**DATA EXCERPTS:**
• • •

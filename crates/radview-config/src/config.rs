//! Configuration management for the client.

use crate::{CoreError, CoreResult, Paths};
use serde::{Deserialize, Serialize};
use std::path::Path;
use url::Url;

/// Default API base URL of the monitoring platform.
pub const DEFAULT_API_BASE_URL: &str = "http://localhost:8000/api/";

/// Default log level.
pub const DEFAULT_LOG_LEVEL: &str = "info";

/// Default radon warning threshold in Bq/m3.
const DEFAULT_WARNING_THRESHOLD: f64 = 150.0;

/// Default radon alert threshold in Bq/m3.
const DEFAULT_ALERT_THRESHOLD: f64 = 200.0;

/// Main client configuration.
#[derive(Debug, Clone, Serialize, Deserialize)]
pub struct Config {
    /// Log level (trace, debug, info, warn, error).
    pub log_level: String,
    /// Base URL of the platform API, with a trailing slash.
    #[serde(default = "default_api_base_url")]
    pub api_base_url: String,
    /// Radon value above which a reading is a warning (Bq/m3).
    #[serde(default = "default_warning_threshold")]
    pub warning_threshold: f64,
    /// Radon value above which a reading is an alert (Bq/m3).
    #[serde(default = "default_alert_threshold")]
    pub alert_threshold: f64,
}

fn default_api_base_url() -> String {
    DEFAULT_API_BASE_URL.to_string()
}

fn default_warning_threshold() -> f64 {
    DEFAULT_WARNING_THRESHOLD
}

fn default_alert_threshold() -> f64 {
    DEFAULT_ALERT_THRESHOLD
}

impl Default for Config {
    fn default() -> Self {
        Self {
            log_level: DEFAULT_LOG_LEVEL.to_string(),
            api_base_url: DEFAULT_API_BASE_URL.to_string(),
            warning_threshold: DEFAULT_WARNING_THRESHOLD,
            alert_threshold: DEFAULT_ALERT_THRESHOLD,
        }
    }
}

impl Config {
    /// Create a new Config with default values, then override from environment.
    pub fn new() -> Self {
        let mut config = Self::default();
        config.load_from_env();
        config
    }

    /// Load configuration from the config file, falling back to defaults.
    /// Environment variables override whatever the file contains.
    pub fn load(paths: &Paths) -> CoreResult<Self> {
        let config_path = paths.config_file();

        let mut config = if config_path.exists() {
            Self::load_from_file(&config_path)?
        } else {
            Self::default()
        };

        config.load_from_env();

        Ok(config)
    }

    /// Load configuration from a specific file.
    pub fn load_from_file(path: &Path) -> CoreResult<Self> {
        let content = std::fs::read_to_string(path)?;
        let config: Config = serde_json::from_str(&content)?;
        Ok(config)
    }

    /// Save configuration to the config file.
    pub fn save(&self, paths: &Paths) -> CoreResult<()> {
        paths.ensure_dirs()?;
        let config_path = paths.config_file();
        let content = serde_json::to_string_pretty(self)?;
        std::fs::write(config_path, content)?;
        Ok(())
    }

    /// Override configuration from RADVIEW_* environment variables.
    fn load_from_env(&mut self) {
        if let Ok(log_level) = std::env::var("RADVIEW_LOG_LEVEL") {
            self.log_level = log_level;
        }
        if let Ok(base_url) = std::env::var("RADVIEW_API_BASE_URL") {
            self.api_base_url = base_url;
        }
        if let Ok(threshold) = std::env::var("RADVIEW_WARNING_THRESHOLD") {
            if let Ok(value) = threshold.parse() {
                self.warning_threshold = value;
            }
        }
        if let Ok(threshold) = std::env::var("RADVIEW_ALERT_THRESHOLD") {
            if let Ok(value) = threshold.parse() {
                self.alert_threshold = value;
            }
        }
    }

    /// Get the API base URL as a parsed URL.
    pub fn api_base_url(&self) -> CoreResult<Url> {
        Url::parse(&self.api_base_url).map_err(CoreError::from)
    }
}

• • •

**REQUIRED ACTION:**
For the word "client", count the lines in the records that contain it. Give the number and no other words.

**RESULT OF THIS TASK:**
2